A fire of unknown origin destroyed an iconic Albany building last Tuesday night, November 29, leaving only portions of the brick walls standing that once was the Maple Hill Hospital.
Although the building was considered to be the oldest brick home in Albany, it was most commonly recognized for the role it played in local history during the years between 1942 and April 1966 when it was operated as a hospital.
The Albany Fire Department was dispatched to the scene of the fire at about 8:30 p.m. Tuesday night and arrived to find the building fully engulfed in flames. Firefighters remained on the scene until the early hours of Wednesday morning fighting the blaze.
Albany Fire Department Chief Robert Roeper, who was still on the scene of the fire early Wednesday morning surveying the damage and looking for evidence, told the Clinton County News that an arson investigation would be called for in the case.
He noted that although the building had been boarded up for some time, he had determined that the boarding material had been removed from one of the windows on the ground floor.
Roeper said that the current owner of the property, Jeff Hunley, did not have any insurance coverage on the vacant building.
Roeper, who like many Albany and Clinton County residents was born in the facility, said he hated to see it destroyed noting that he “drew my first breath here.”
During operation as a hospital, the facility was owned and operated by Clinton County native Dr. Floyd B. Hay.

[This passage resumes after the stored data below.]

//! CLI module - argument parsing, file picker, and interactive session

mod args;
pub mod convert;
pub mod picker;
mod prompts;
pub mod session;

pub use args::{Cli, Commands};
pub use convert::{run_json_to_yaml, run_yaml_to_json};
pub use picker::{run_file_picker, PickerResult};
pub use prompts::*;
pub use session::{run_batch, run_session};
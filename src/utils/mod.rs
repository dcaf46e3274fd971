//! Utility modules for terminal output

mod progress;
mod styling;

pub use progress::*;
pub use styling::*;
//! Conversion summary report generation

use chrono::{DateTime, Local};
use comfy_table::{presets::UTF8_FULL_CONDENSED, Attribute, Cell, Color, Table};
use console::style;

use crate::launcher::{display_name, ConversionReport, RunStatus};
use crate::utils::truncate_string;

/// Table view of one conversion run
#[derive(Debug)]
pub struct ConversionSummary<'a> {
    report: &'a ConversionReport,
    finished_at: DateTime<Local>,
}

impl<'a> ConversionSummary<'a> {
    pub fn new(report: &'a ConversionReport) -> Self {
        Self {
            report,
            finished_at: Local::now(),
        }
    }

    /// Per-file status table followed by the totals
    pub fn to_table(&self) -> Table {
        let mut table = Table::new();
        table.load_preset(UTF8_FULL_CONDENSED);
        table.set_header(vec![
            Cell::new("File").add_attribute(Attribute::Bold),
            Cell::new("Status").add_attribute(Attribute::Bold),
            Cell::new("Time").add_attribute(Attribute::Bold),
        ]);

        for outcome in &self.report.outcomes {
            let color = match outcome.status {
                RunStatus::Succeeded => Color::Green,
                RunStatus::Failed { .. } => Color::Red,
                RunStatus::LaunchFailed { .. } => Color::Magenta,
            };
            table.add_row(vec![
                Cell::new(truncate_string(&display_name(&outcome.path), 36)),
                Cell::new(outcome.status.to_string()).fg(color),
                Cell::new(format!("{:.2}s", outcome.elapsed.as_secs_f64())),
            ]);
        }

        table.add_row(vec![
            Cell::new("✅ Converted"),
            Cell::new(self.report.success_count())
                .fg(Color::Green)
                .add_attribute(Attribute::Bold),
            Cell::new(""),
        ]);
        table.add_row(vec![
            Cell::new("❌ Failed"),
            Cell::new(self.report.failure_count()).fg(if self.report.failure_count() == 0 {
                Color::White
            } else {
                Color::Red
            }),
            Cell::new(""),
        ]);
        table.add_row(vec![
            Cell::new("⏭️  Skipped (other type)"),
            Cell::new(self.report.skipped),
            Cell::new(""),
        ]);

        table
    }

    pub fn display(&self) {
        println!();
        println!(
            "    {} {} {}",
            style("📋").cyan(),
            style(format!("{} SUMMARY", self.report.direction).to_uppercase())
                .white()
                .bold(),
            style(self.finished_at.format("%H:%M:%S").to_string()).dim()
        );
        println!("    {}", style("─".repeat(50)).dim());
        println!();

        if self.report.outcomes.is_empty() {
            println!(
                "    No {} files in the selection",
                self.report.direction.source_label()
            );
        } else {
            for line in self.to_table().to_string().lines() {
                println!("    {}", line);
            }
        }

        // Show converter output for failures
        let failures: Vec<_> = self
            .report
            .outcomes
            .iter()
            .filter(|o| !o.status.is_success() && !o.output.trim().is_empty())
            .collect();
        if !failures.is_empty() {
            println!();
            println!(
                "    {} {}",
                style("📝").cyan(),
                style("CONVERTER OUTPUT").white().bold()
            );
            println!("    {}", style("─".repeat(50)).dim());
            for outcome in failures {
                println!();
                println!("      {}:", style(display_name(&outcome.path)).yellow());
                for line in outcome.output.lines() {
                    println!("        {} {}", style("│").dim(), line);
                }
            }
        }
    }
}
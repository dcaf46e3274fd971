//! Report generation module

mod summary;

pub use summary::ConversionSummary;
use chrono::{DateTime, Utc};

// Mocking out time so that it is possible to run tests that depend on time.
pub trait ISys: Send + Sync {
    /// The current timestamp in millis
    fn get_timestamp_millis(&self) -> i64;

    fn now(&self) -> DateTime<Utc> {
        DateTime::from_timestamp_millis(self.get_timestamp_millis()).unwrap_or_else(Utc::now)
    }
}

/// System that gets the real time and is used when not testing
pub struct RealSys {}
impl ISys for RealSys {
    fn get_timestamp_millis(&self) -> i64 {
        Utc::now().timestamp_millis()
    }
}

/// System frozen at a fixed point in time
pub struct StaticTimeSys {
    pub timestamp_millis: i64,
}

impl StaticTimeSys {
    pub fn at(now: DateTime<Utc>) -> Self {
        Self {
            timestamp_millis: now.timestamp_millis(),
        }
    }
}

impl ISys for StaticTimeSys {
    fn get_timestamp_millis(&self) -> i64 {
        self.timestamp_millis
    }
}
use crate::dtos::{EventDTO, ReminderInputDTO};
use agenda_domain::{Event, Reminder, ID};
use chrono::{DateTime, Utc};
use serde::{Deserialize, Serialize};

#[derive(Deserialize, Serialize, Debug)]
#[serde(rename_all = "camelCase")]
pub struct EventResponse {
    pub event: EventDTO,
}

impl EventResponse {
    pub fn new(event: Event, reminders: Vec<Reminder>) -> Self {
        Self {
            event: EventDTO::new(event, reminders),
        }
    }
}

pub mod create_event {
    use super::*;

    #[derive(Serialize, Deserialize, Debug, Clone)]
    #[serde(rename_all = "camelCase")]
    pub struct RequestBody {
        pub title: String,
        #[serde(default)]
        pub description: Option<String>,
        #[serde(default)]
        pub location: Option<String>,
        pub start: DateTime<Utc>,
        pub end: DateTime<Utc>,
        #[serde(default)]
        pub is_all_day: Option<bool>,
        /// A default reminder is created when not given
        #[serde(default)]
        pub reminders: Option<Vec<ReminderInputDTO>>,
    }

    pub type APIResponse = EventResponse;
}

pub mod get_event {
    use super::*;

    #[derive(Deserialize)]
    pub struct PathParams {
        pub event_id: ID,
    }

    pub type APIResponse = EventResponse;
}

pub mod get_events {
    use super::*;

    #[derive(Serialize, Deserialize, Debug, Default, Clone)]
    #[serde(rename_all = "camelCase")]
    pub struct QueryParams {
        pub start_after: Option<DateTime<Utc>>,
        pub end_before: Option<DateTime<Utc>>,
        /// `YYYY-MM-DD`, events touching that day
        pub date: Option<String>,
        pub is_all_day: Option<bool>,
        pub search: Option<String>,
        /// `start`, `end` or `title`, prefixed with `-` for descending
        pub ordering: Option<String>,
    }

    #[derive(Deserialize, Serialize, Debug)]
    #[serde(rename_all = "camelCase")]
    pub struct APIResponse {
        pub events: Vec<EventDTO>,
    }

    impl APIResponse {
        pub fn new(events: Vec<Event>, reminders: Vec<Reminder>) -> Self {
            Self {
                events: events
                    .into_iter()
                    .map(|e| EventDTO::new(e, reminders.clone()))
                    .collect(),
            }
        }
    }
}

pub mod update_event {
    use super::*;

    #[derive(Deserialize)]
    pub struct PathParams {
        pub event_id: ID,
    }

    #[derive(Serialize, Deserialize, Debug, Clone, Default)]
    #[serde(rename_all = "camelCase")]
    pub struct RequestBody {
        #[serde(default)]
        pub title: Option<String>,
        #[serde(default)]
        pub description: Option<String>,
        #[serde(default)]
        pub location: Option<String>,
        #[serde(default)]
        pub start: Option<DateTime<Utc>>,
        #[serde(default)]
        pub end: Option<DateTime<Utc>>,
        #[serde(default)]
        pub is_all_day: Option<bool>,
        /// Replaces all the current reminders when given
        #[serde(default)]
        pub reminders: Option<Vec<ReminderInputDTO>>,
    }

    pub type APIResponse = EventResponse;
}

pub mod delete_event {
    use super::*;

    #[derive(Deserialize)]
    pub struct PathParams {
        pub event_id: ID,
    }

    pub type APIResponse = EventResponse;
}

pub mod export_event_ics {
    use super::*;

    #[derive(Deserialize)]
    pub struct PathParams {
        pub event_id: ID,
    }
}

#[cfg(test)]
mod tests {
    use super::*;

    #[test]
    fn it_defaults_optional_create_fields() {
        let body: create_event::RequestBody = serde_json::from_str(
            r#"{"title": "Review", "start": "2025-10-08T14:00:00Z", "end": "2025-10-08T15:00:00Z"}"#,
        )
        .unwrap();
        assert_eq!(body.title, "Review");
        assert!(body.reminders.is_none());
        assert!(body.is_all_day.is_none());

        let body: create_event::RequestBody = serde_json::from_str(
            r#"{"title": "Review", "start": "2025-10-08T14:00:00Z", "end": "2025-10-08T15:00:00Z",
                "isAllDay": true, "reminders": [{"minutesBefore": 30}, {}]}"#,
        )
        .unwrap();
        assert_eq!(body.is_all_day, Some(true));
        let reminders = body.reminders.unwrap();
        assert_eq!(reminders[0].minutes_before, Some(30));
        assert_eq!(reminders[1], ReminderInputDTO::default());
    }

    #[test]
    fn it_serializes_events_with_their_reminders() {
        let start = "2025-10-08T14:00:00Z".parse::<DateTime<Utc>>().unwrap();
        let event = Event::new(ID::default(), "Review".into(), start, start);
        let other = Event::new(ID::default(), "Other".into(), start, start);
        let reminders = vec![
            Reminder::new(&event, 15, Default::default()).unwrap(),
            Reminder::new(&other, 15, Default::default()).unwrap(),
        ];
        let json = serde_json::to_value(EventResponse::new(event, reminders)).unwrap();
        assert_eq!(json["event"]["title"], "Review");
        assert_eq!(json["event"]["isAllDay"], false);
        assert_eq!(json["event"]["reminders"].as_array().unwrap().len(), 1);
        assert_eq!(json["event"]["reminders"][0]["minutesBefore"], 15);
        assert_eq!(json["event"]["reminders"][0]["channel"], "email");
        assert_eq!(
            json["event"]["reminders"][0]["scheduledFor"],
            "2025-10-08T13:45:00Z"
        );
    }
}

According to his book, The Country Doctor, the Maple Hill Hospital was opened on January 1, 1942.
The facility had 15 beds, an operating room, a delivery room, nursery and laboratory with services for Albany and Clinton County and area residents that included office visits, emergency treatments, births and general surgery.

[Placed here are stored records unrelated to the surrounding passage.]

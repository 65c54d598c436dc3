use crate::{error::AgendaError, shared::auth::protect_route};
use actix_web::{web, HttpRequest, HttpResponse};
use agenda_api_structs::get_me::*;
use agenda_infra::AgendaContext;

pub async fn get_me_controller(
    http_req: HttpRequest,
    ctx: web::Data<AgendaContext>,
) -> Result<HttpResponse, AgendaError> {
    let user = protect_route(&http_req, &ctx).await?;

    Ok(HttpResponse::Ok().json(APIResponse::new(user)))
}
use super::html::{self, escape};
use super::LOGIN_URL;
use crate::error::AgendaError;
use crate::shared::{
    auth::{protect_web_route, AUTH_COOKIE_NAME},
    usecase::execute,
};
use crate::user::SignupUseCase;
use actix_web::{
    cookie::{Cookie, SameSite},
    web, HttpRequest, HttpResponse,
};
use agenda_infra::AgendaContext;
use serde::Deserialize;

#[derive(Debug, Default, Deserialize)]
pub struct SignupForm {
    #[serde(default)]
    pub username: String,
    #[serde(default)]
    pub email: String,
}

#[derive(Debug, Deserialize)]
pub struct LoginForm {
    #[serde(default)]
    pub token: String,
}

fn auth_cookie(token: &str) -> Cookie<'static> {
    Cookie::build(AUTH_COOKIE_NAME, token.to_string())
        .path("/")
        .http_only(true)
        .same_site(SameSite::Lax)
        .finish()
}

pub async fn home_page(http_req: HttpRequest, ctx: web::Data<AgendaContext>) -> HttpResponse {
    let greeting = match protect_web_route(&http_req, &ctx).await {
        Some(user) => format!(
            r#"<p>Signed in as <strong>{}</strong>.</p>"#,
            escape(&user.username)
        ),
        None => r#"<p><a href="/web/signup/">Sign up</a> or <a href="/web/login/">log in</a> with your API token.</p>"#.to_string(),
    };
    let body = format!(
        r#"{greeting}
<ul>
<li><a href="/web/events/">Events</a></li>
<li><a href="/web/events/create/">New event</a></li>
<li><a href="/ui/events/">Quick events</a></li>
<li><a href="/health">Health</a></li>
</ul>"#,
        greeting = greeting
    );
    html::ok_page("Agenda", &body)
}

fn render_signup_form(form: &SignupForm, errors: &[String]) -> String {
    format!(
        r#"{errors}<form method="post" action="/web/signup/">
<div class="mb-3"><label class="form-label" for="username">Username</label><input class="form-control" id="username" name="username" maxlength="150" required value="{username}"></div>
<div class="mb-3"><label class="form-label" for="email">Email</label><input class="form-control" id="email" name="email" type="email" required value="{email}"></div>
<button class="btn btn-primary" type="submit">Sign up</button>
</form>"#,
        errors = html::errors_list(errors),
        username = escape(&form.username),
        email = escape(&form.email),
    )
}

pub async fn signup_page() -> HttpResponse {
    html::ok_page("Sign up", &render_signup_form(&SignupForm::default(), &[]))
}

pub async fn signup(form: web::Form<SignupForm>, ctx: web::Data<AgendaContext>) -> HttpResponse {
    let form = form.into_inner();
    let usecase = SignupUseCase {
        username: form.username.clone(),
        email: form.email.clone(),
    };

    match execute(usecase, &ctx).await {
        Ok(user) => {
            let body = format!(
                r#"<p>Welcome <strong>{username}</strong>, you are now signed in.</p>
<p>Your API token is <code>{token}</code>. Keep it safe, it is needed to log in again and to call the API.</p>
<p><a href="/web/events/">Go to your events</a></p>"#,
                username = escape(&user.username),
                token = escape(&user.api_token),
            );
            let mut res = HttpResponse::Created();
            res.cookie(auth_cookie(&user.api_token));
            html::html_response(&mut res, html::page("Signed up", &body))
        }
        Err(e) => {
            let e = AgendaError::from(e);
            let body = render_signup_form(&form, &[html::error_message(&e)]);
            html::html_response(
                &mut HttpResponse::build(actix_web::ResponseError::status_code(&e)),
                html::page("Sign up", &body),
            )
        }
    }
}

fn render_login_form(errors: &[String]) -> String {
    format!(
        r#"{errors}<form method="post" action="/web/login/">
<div class="mb-3"><label class="form-label" for="token">API token</label><input class="form-control" id="token" name="token" required></div>
<button class="btn btn-primary" type="submit">Log in</button>
</form>
<p>No account yet? <a href="/web/signup/">Sign up</a>.</p>"#,
        errors = html::errors_list(errors),
    )
}

pub async fn login_page() -> HttpResponse {
    html::ok_page("Log in", &render_login_form(&[]))
}

pub async fn login(form: web::Form<LoginForm>, ctx: web::Data<AgendaContext>) -> HttpResponse {
    let token = form.token.trim();
    match ctx.repos.users.find_by_api_token(token).await {
        Some(user) if !token.is_empty() => HttpResponse::Found()
            .cookie(auth_cookie(&user.api_token))
            .insert_header((actix_web::http::header::LOCATION, "/web/events/"))
            .finish(),
        _ => html::html_response(
            &mut HttpResponse::BadRequest(),
            html::page("Log in", &render_login_form(&["Invalid token.".into()])),
        ),
    }
}

pub async fn logout() -> HttpResponse {
    let mut cookie = auth_cookie("");
    cookie.make_removal();
    HttpResponse::Found()
        .cookie(cookie)
        .insert_header((actix_web::http::header::LOCATION, LOGIN_URL))
        .finish()
}
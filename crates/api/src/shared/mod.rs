pub mod auth;
#[cfg(test)]
pub mod testing;
pub mod usecase;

Several doctors and a host of staff members treated patients for nearly a quarter-century before the facility closed in 1966, according to Hay in his book, because of changes in federal regulations and Medicare.
Dr. Hay was the first full-time Clinton County trained surgeon. He continued to practice medicine in Albany and Clinton County up until his untimely death at the age of 79 as the result of an automobile accident.
According to local historian and attorney David Cross, the structure was a private home prior to being purchased by Hay and transformed into the medical facility that most contemporary local residents remember.
Constructed by Elzy Bertram, it was likely completed in about 1908.
Cross told the Clinton County News last week that Bertram, who signed his name “E. Bertram”, was a local attorney and was the father of attorney Randall Bertram of Monticello and the great-grandfather of attorney George Bertram, now of Jamestown.
“Bertram was a leading attorney in Albany and was elected to the State Senate as a Democrat in 1909, defeating Dr L.C. Nell, a Republican, of Adair County by 14 votes. He lost Clinton County by two votes,” Cross noted.
Bertram bought the majority of the property from G.E. Harrison in 1904 and the Harrison family left Albany for Jamestown and then Crossville, Tennessee. His son, G.E. Harrison, established Trade-A-Plane and Rock & Dirt magazines and developed Lake Tansi.
“Bertram moved from the county to Monticello about 1919 and that year sold the property to George W. Boles, a Union Army veteran who was a member of Tinker Dave Beaty’s Union scouts,” Cross said. “It is said that he left Fentress County after the Civil War because it was less dangerous across the Kentucky border.”
Cross noted that Boles was an ancestor of Robert Paul Boles and Randy Speck, both of Albany, among others.
Dr. Hay bought the building in 1941.